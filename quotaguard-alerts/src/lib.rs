//! quotaguard-alerts
//!
//! Threshold evaluation, dedup, throttling, muting, and daily digest
//! scheduling, delivered through an injected [`quotaguard_core::Notifier`].
#![warn(missing_docs)]

/// Dedup table (`Dedup`).
pub mod dedup;
/// Digest fire-time computation (`next_fire_time`).
pub mod digest;
/// Pure threshold/exhaustion evaluation (`evaluate_account`).
pub mod evaluator;
/// Global mute gate (`MuteGate`).
pub mod mute;
/// Alert Service orchestration (`AlertService`, `AlertsHandle`).
pub mod service;
/// Continuous-refill token bucket (`TokenBucket`).
pub mod throttle;

pub use dedup::Dedup;
pub use digest::next_fire_time;
pub use evaluator::evaluate_account;
pub use mute::MuteGate;
pub use service::{AlertService, AlertsHandle};
pub use throttle::TokenBucket;
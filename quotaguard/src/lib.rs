//! QuotaGuard fronts a fleet of upstream AI provider accounts, routing each
//! request to the healthiest account with sufficient quota headroom.
//!
//! Overview
//! - Tracks each account's quota via active polling (provider fetchers) and
//!   passive ingestion (response headers from the calling application).
//! - Routes by quota, reliability, and anti-flap policy (hysteresis,
//!   minimum dwell time, cooldown after switching).
//! - Reserves estimated cost against an account before a request goes out,
//!   truing it up to the real cost once the caller reports it.
//! - Gates outbound concurrency per account and raises deduplicated,
//!   throttled, mutable alerts as accounts approach exhaustion.
//!
//! Construction goes through [`QuotaGuardBuilder`]; at minimum a
//! [`quotaguard_core::Notifier`] must be registered before [`QuotaGuardBuilder::build`]
//! succeeds. Everything else — the store, quota fetchers, header adapters,
//! and the clock — has a workable default.
#![warn(missing_docs)]

mod config;
mod core;

pub use config::{RawConfig, Settings};
pub use core::{QuotaGuard, QuotaGuardBuilder, QuotaGuardHandle};

pub use quotaguard_core::{
    Accounts, AlertPayload, Clock, Credentials, DigestData, Notifier, QuotaFetcher, QuotaGuardError, SharedStore, Store, SystemClock,
};

// Re-export collaborator types for convenience, so a caller building on
// top of the facade rarely needs a direct dependency on the constituent
// crates.
pub use quotaguard_alerts::{AlertService, AlertsHandle};
pub use quotaguard_collector::{ActiveCollector, HeaderAdapter, HeaderBag, JitterSource, NoJitter, PassiveCollector, RandomJitter};
pub use quotaguard_limiter::Limiter;
pub use quotaguard_reservation::ReservationManager;
pub use quotaguard_router::{RouteDecision, RouteRequest, Router};
pub use quotaguard_store::MemoryStore;
pub use quotaguard_types::{
    Account, AccountCredentials, AccountId, ActiveCollectorConfig, AlertConfig, LimiterConfig, PassiveCollectorConfig, Provider,
    ProviderType, QuotaInfo, Reservation, ReservationConfig, ReservationId, RouterConfig, Severity, StoreConfig,
};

○ ○ ○

● **Assignment**: Retype the portion of the data above that starts on the line with "and daily digest" and finishes on the line with "- Reserves estimated", including both of those lines.

● **Written response**:
//! Threshold evaluation, dedup, throttling, muting, and daily digest
//! scheduling, delivered through an injected [`quotaguard_core::Notifier`].
#![warn(missing_docs)]

/// Dedup table (`Dedup`).
pub mod dedup;
/// Digest fire-time computation (`next_fire_time`).
pub mod digest;
/// Pure threshold/exhaustion evaluation (`evaluate_account`).
pub mod evaluator;
/// Global mute gate (`MuteGate`).
pub mod mute;
/// Alert Service orchestration (`AlertService`, `AlertsHandle`).
pub mod service;
/// Continuous-refill token bucket (`TokenBucket`).
pub mod throttle;

pub use dedup::Dedup;
pub use digest::next_fire_time;
pub use evaluator::evaluate_account;
pub use mute::MuteGate;
pub use service::{AlertService, AlertsHandle};
pub use throttle::TokenBucket;
filename quotaguard/src/lib.rs
//! QuotaGuard fronts a fleet of upstream AI provider accounts, routing each
//! request to the healthiest account with sufficient quota headroom.
//!
//! Overview
//! - Tracks each account's quota via active polling (provider fetchers) and
//!   passive ingestion (response headers from the calling application).
//! - Routes by quota, reliability, and anti-flap policy (hysteresis,
//!   minimum dwell time, cooldown after switching).
//! - Reserves estimated cost against an account before a request goes out,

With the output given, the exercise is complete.